* **DIRECTIONS**
Write out only the opening lines of the entries, through the line with "of fling velocity".

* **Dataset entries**

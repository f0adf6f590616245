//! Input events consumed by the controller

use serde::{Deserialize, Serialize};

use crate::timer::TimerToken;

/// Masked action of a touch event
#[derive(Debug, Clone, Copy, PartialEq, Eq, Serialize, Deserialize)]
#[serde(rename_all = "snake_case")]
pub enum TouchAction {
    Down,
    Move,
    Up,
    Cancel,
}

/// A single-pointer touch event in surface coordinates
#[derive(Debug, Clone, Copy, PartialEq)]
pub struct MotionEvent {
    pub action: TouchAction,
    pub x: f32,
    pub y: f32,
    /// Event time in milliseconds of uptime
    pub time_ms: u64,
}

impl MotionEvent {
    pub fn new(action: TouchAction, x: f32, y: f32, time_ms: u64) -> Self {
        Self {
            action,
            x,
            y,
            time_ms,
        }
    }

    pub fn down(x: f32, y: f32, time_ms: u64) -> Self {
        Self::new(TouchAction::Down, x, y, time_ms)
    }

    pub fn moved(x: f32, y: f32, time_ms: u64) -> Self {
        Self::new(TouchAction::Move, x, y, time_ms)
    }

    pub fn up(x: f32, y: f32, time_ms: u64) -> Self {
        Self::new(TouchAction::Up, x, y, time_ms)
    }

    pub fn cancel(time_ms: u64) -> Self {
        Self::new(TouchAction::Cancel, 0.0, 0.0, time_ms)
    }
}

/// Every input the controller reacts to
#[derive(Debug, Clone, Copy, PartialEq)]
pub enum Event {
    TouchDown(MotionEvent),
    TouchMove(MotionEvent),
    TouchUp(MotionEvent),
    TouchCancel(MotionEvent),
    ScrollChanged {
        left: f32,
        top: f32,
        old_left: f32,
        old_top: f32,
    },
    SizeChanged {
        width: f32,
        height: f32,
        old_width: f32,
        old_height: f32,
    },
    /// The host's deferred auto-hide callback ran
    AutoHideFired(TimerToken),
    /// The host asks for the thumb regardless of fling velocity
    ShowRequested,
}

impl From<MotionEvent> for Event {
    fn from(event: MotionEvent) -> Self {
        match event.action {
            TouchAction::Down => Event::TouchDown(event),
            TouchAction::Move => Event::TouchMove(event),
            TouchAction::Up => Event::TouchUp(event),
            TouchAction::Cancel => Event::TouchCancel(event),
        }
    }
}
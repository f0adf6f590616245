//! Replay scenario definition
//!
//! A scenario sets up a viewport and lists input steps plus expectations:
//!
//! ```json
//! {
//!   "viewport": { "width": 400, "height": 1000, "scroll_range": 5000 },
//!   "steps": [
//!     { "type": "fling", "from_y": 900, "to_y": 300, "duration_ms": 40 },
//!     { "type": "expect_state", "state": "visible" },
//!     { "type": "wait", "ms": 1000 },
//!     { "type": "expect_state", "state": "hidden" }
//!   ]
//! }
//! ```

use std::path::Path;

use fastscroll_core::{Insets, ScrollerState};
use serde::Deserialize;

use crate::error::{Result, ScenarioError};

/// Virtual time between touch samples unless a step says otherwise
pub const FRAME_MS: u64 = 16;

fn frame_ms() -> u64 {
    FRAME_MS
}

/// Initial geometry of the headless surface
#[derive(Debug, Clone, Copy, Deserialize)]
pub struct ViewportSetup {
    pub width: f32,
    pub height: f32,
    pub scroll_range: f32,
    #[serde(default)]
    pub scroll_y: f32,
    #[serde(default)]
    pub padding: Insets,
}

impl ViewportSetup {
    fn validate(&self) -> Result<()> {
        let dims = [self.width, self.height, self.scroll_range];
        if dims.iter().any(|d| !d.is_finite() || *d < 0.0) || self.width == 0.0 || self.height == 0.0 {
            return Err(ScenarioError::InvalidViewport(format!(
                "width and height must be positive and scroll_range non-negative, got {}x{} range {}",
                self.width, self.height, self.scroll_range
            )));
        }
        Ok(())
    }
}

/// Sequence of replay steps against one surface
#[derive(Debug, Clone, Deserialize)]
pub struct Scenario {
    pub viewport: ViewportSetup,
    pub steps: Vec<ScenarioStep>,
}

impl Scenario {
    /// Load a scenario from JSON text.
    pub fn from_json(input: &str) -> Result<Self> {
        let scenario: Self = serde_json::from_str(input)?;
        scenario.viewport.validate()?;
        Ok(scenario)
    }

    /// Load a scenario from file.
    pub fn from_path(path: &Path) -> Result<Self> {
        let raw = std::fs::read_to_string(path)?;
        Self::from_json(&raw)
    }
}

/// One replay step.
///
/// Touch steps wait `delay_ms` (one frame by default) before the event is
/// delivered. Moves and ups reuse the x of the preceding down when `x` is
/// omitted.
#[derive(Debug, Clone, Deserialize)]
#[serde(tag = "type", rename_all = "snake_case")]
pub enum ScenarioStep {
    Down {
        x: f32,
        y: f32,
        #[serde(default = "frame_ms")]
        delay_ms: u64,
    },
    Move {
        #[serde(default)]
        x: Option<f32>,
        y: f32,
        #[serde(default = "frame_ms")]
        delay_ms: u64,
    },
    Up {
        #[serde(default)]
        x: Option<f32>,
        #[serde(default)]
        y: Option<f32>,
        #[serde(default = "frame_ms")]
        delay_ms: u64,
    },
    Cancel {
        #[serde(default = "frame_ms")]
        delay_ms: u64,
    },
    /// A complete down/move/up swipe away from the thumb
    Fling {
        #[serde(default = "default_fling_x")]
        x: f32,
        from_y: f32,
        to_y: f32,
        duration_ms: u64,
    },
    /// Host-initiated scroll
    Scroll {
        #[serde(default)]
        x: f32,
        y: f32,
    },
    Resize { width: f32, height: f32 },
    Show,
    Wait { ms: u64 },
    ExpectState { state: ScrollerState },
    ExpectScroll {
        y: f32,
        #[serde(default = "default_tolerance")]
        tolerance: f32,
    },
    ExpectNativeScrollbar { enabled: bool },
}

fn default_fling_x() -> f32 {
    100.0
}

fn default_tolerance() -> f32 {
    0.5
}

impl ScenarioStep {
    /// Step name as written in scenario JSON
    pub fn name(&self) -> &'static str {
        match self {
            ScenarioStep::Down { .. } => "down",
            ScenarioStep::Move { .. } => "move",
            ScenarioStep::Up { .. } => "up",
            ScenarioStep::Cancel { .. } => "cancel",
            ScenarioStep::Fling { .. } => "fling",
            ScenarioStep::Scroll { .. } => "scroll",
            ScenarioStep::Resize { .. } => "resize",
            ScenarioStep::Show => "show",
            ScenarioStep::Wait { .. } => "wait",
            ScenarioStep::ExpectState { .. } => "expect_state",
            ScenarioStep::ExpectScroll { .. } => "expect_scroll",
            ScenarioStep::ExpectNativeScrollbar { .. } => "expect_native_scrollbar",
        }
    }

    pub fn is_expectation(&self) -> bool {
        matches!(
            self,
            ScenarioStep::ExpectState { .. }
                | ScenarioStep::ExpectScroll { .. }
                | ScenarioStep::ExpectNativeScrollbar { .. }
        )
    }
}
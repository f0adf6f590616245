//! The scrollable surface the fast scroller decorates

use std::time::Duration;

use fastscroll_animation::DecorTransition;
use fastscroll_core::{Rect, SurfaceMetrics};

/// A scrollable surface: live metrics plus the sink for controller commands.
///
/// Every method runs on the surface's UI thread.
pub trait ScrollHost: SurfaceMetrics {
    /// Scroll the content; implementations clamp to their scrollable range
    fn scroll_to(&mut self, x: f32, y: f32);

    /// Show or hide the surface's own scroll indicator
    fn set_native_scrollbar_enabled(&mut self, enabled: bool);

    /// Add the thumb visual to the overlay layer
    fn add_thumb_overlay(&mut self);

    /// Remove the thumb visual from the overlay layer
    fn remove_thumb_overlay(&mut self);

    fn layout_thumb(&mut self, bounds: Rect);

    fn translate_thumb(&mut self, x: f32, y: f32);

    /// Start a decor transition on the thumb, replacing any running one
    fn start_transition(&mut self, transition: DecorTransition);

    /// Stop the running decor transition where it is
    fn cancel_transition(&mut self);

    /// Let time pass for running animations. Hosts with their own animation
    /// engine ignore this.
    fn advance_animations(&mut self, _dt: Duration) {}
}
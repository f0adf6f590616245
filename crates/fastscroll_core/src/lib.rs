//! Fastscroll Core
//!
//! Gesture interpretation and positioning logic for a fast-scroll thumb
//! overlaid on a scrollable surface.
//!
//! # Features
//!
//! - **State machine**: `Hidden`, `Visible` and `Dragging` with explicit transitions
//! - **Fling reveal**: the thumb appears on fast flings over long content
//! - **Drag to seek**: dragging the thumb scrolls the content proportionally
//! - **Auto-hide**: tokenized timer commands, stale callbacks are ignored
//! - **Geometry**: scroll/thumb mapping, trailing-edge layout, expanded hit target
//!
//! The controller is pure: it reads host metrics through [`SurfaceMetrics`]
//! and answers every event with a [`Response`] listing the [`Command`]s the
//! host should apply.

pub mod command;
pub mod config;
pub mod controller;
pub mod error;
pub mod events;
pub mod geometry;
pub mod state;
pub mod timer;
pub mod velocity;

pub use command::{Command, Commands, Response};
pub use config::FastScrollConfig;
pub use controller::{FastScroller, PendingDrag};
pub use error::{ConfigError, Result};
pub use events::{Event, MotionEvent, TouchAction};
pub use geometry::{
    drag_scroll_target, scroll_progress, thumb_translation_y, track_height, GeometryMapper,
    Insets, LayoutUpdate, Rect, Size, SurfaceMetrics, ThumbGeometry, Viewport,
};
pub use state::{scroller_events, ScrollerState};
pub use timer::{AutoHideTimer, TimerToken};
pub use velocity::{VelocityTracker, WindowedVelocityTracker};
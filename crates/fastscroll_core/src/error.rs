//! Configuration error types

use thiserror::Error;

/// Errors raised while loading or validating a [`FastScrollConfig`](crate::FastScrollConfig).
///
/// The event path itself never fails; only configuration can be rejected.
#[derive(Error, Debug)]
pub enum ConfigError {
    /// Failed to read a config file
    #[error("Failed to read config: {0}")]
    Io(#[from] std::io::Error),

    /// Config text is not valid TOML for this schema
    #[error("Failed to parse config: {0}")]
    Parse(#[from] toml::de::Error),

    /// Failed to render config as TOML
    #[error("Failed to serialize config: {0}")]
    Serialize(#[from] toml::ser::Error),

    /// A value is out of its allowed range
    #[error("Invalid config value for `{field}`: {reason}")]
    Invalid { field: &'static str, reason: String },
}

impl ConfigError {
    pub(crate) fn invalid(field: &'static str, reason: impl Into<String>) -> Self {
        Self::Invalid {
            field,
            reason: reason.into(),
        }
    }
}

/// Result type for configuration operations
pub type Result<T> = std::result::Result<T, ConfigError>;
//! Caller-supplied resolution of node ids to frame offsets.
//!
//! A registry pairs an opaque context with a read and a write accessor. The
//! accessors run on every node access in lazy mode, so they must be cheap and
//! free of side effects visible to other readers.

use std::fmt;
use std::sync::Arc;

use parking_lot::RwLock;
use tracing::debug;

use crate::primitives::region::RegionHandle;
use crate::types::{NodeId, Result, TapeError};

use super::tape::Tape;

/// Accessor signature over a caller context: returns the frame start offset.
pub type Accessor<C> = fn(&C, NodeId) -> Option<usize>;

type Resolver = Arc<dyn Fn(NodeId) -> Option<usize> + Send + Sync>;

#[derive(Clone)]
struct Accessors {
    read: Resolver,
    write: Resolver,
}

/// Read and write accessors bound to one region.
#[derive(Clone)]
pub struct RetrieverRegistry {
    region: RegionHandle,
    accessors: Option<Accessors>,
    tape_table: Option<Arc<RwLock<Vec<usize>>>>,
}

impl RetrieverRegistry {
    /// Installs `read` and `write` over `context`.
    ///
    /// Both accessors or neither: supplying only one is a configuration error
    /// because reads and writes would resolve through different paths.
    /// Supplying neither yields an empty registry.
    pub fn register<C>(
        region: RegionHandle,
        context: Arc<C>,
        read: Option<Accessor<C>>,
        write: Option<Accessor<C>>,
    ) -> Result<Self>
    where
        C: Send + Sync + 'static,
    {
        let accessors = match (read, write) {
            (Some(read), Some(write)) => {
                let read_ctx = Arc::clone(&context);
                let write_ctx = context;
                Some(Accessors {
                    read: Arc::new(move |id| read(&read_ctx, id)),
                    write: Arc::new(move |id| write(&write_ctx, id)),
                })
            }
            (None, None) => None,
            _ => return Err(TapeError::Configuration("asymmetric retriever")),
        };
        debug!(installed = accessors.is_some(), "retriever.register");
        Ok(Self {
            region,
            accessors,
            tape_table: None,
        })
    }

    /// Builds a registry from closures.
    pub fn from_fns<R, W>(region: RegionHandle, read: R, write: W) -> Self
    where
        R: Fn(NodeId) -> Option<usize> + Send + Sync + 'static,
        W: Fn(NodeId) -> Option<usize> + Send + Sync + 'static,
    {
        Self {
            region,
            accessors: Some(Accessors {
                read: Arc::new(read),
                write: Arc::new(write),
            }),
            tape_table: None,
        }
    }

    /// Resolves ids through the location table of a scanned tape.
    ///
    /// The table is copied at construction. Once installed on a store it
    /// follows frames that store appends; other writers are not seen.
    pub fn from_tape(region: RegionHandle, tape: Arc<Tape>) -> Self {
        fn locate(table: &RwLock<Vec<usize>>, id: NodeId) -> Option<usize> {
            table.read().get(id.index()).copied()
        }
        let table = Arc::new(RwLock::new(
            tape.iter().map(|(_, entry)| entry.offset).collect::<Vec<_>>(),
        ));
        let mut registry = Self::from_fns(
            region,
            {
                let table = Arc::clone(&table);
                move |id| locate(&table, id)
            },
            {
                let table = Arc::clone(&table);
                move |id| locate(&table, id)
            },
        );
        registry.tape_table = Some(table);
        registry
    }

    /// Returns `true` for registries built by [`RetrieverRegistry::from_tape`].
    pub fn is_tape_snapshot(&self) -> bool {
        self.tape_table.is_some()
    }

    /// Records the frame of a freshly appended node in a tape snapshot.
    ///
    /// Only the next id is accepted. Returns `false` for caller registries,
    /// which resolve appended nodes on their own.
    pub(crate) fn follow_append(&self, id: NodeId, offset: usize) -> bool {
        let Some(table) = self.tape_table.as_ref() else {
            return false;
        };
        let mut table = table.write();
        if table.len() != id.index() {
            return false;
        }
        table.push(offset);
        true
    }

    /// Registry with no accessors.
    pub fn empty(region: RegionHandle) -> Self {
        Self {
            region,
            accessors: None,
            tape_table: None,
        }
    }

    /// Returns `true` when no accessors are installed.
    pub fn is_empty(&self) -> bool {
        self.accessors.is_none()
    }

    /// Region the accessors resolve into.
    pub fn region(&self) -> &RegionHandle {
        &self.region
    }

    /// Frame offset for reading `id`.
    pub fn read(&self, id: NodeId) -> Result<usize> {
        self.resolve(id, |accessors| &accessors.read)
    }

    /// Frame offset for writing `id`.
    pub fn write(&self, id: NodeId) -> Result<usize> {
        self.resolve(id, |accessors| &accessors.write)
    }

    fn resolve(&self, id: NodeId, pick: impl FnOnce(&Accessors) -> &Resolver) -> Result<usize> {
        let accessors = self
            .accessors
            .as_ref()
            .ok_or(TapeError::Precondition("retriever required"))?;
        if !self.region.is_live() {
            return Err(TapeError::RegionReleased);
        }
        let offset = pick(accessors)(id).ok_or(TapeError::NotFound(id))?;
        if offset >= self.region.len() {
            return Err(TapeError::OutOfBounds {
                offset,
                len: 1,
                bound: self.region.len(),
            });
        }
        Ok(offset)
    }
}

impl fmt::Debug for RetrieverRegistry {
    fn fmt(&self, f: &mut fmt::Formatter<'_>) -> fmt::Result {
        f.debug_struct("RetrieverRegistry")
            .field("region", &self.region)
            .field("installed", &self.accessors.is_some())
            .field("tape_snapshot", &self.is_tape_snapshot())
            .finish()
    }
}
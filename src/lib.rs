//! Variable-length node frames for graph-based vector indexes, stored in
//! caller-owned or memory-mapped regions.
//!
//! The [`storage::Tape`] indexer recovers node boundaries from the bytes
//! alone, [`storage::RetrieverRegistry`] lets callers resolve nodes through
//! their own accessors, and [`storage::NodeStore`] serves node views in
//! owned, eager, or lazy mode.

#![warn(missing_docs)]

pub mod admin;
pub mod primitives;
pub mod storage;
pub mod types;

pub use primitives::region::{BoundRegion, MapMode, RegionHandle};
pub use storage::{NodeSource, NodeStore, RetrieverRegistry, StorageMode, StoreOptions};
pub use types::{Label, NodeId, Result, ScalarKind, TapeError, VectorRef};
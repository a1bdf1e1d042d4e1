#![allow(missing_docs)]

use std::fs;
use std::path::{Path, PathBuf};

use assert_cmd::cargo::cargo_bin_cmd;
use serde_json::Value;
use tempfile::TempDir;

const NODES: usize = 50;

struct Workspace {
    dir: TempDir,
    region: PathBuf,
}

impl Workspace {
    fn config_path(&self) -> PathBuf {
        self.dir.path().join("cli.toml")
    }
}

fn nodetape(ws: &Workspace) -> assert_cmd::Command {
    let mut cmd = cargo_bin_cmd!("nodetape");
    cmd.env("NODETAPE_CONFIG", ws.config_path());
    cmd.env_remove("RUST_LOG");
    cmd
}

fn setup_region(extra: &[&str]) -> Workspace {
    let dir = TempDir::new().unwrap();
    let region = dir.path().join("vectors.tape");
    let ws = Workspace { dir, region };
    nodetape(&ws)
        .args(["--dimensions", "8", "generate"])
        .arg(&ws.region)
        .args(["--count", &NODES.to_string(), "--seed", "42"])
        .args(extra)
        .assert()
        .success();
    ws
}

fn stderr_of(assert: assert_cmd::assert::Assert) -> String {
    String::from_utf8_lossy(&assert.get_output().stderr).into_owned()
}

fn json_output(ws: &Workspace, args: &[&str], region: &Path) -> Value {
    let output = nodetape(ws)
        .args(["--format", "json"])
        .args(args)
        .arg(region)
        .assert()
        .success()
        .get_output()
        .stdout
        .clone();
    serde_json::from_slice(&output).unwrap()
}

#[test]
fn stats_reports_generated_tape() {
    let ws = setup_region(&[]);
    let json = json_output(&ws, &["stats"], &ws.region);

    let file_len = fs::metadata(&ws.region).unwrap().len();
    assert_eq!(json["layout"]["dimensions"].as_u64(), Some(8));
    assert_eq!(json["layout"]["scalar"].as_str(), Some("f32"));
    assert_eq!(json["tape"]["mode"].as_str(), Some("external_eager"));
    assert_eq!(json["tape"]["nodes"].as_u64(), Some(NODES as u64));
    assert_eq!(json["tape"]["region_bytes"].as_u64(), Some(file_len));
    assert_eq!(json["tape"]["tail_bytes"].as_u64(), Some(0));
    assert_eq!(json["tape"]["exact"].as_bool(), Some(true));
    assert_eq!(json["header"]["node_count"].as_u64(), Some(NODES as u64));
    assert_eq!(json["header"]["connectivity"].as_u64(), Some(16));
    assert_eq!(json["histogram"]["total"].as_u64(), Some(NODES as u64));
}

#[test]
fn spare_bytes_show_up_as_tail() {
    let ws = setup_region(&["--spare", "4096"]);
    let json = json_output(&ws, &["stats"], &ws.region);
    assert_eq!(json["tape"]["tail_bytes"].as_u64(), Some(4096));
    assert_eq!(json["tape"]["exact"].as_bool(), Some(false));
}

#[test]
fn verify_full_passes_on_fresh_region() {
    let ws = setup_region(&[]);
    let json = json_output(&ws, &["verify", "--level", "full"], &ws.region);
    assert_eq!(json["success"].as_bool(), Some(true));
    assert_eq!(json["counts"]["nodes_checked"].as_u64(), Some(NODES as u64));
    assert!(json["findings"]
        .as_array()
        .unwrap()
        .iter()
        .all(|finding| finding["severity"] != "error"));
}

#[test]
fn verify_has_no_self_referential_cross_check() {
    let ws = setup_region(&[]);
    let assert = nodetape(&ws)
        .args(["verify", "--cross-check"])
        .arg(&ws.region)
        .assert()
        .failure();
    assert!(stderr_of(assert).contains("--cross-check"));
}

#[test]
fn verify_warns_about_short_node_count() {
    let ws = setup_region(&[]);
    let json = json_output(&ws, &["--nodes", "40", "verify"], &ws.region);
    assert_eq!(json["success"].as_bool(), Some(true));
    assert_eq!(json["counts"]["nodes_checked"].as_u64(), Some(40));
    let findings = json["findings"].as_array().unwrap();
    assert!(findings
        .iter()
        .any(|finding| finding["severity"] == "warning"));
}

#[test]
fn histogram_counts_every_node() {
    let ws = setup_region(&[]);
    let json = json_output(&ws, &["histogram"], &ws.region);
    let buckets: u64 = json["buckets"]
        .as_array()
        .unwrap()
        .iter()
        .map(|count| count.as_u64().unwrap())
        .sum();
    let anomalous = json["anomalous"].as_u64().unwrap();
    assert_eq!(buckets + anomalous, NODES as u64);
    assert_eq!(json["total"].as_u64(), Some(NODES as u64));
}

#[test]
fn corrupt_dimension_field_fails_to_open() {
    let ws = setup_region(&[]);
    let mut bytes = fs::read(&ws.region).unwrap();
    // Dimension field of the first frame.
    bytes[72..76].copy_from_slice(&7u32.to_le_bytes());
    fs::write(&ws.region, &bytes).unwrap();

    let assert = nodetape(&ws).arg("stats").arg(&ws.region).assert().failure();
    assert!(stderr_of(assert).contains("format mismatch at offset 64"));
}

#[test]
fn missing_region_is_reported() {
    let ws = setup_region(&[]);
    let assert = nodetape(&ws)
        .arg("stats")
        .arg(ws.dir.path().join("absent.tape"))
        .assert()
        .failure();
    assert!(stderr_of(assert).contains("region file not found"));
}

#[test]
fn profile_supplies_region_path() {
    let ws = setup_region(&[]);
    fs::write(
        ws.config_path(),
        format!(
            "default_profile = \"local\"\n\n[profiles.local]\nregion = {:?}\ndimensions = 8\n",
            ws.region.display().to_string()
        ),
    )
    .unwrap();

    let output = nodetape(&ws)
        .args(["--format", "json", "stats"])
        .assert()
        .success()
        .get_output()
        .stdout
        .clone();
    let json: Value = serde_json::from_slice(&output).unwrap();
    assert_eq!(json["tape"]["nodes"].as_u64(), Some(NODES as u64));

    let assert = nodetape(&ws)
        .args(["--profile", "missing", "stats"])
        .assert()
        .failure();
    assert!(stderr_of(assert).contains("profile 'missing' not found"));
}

* **YOUR RESPONSE**
repository f0adf6f590616245
//! Input events consumed by the controller

use serde::{Deserialize, Serialize};

use crate::timer::TimerToken;

/// Masked action of a touch event
#[derive(Debug, Clone, Copy, PartialEq, Eq, Serialize, Deserialize)]
#[serde(rename_all = "snake_case")]
pub enum TouchAction {
    Down,
    Move,
    Up,
    Cancel,
}

/// A single-pointer touch event in surface coordinates
#[derive(Debug, Clone, Copy, PartialEq)]
pub struct MotionEvent {
    pub action: TouchAction,
    pub x: f32,
    pub y: f32,
    /// Event time in milliseconds of uptime
    pub time_ms: u64,
}

impl MotionEvent {
    pub fn new(action: TouchAction, x: f32, y: f32, time_ms: u64) -> Self {
        Self {
            action,
            x,
            y,
            time_ms,
        }
    }

    pub fn down(x: f32, y: f32, time_ms: u64) -> Self {
        Self::new(TouchAction::Down, x, y, time_ms)
    }

    pub fn moved(x: f32, y: f32, time_ms: u64) -> Self {
        Self::new(TouchAction::Move, x, y, time_ms)
    }

    pub fn up(x: f32, y: f32, time_ms: u64) -> Self {
        Self::new(TouchAction::Up, x, y, time_ms)
    }

    pub fn cancel(time_ms: u64) -> Self {
        Self::new(TouchAction::Cancel, 0.0, 0.0, time_ms)
    }
}

/// Every input the controller reacts to
#[derive(Debug, Clone, Copy, PartialEq)]
pub enum Event {
    TouchDown(MotionEvent),
    TouchMove(MotionEvent),
    TouchUp(MotionEvent),
    TouchCancel(MotionEvent),
    ScrollChanged {
        left: f32,
        top: f32,
        old_left: f32,
        old_top: f32,
    },
    SizeChanged {
        width: f32,
        height: f32,
        old_width: f32,
        old_height: f32,
    },
    /// The host's deferred auto-hide callback ran
    AutoHideFired(TimerToken),
    /// The host asks for the thumb regardless of fling velocity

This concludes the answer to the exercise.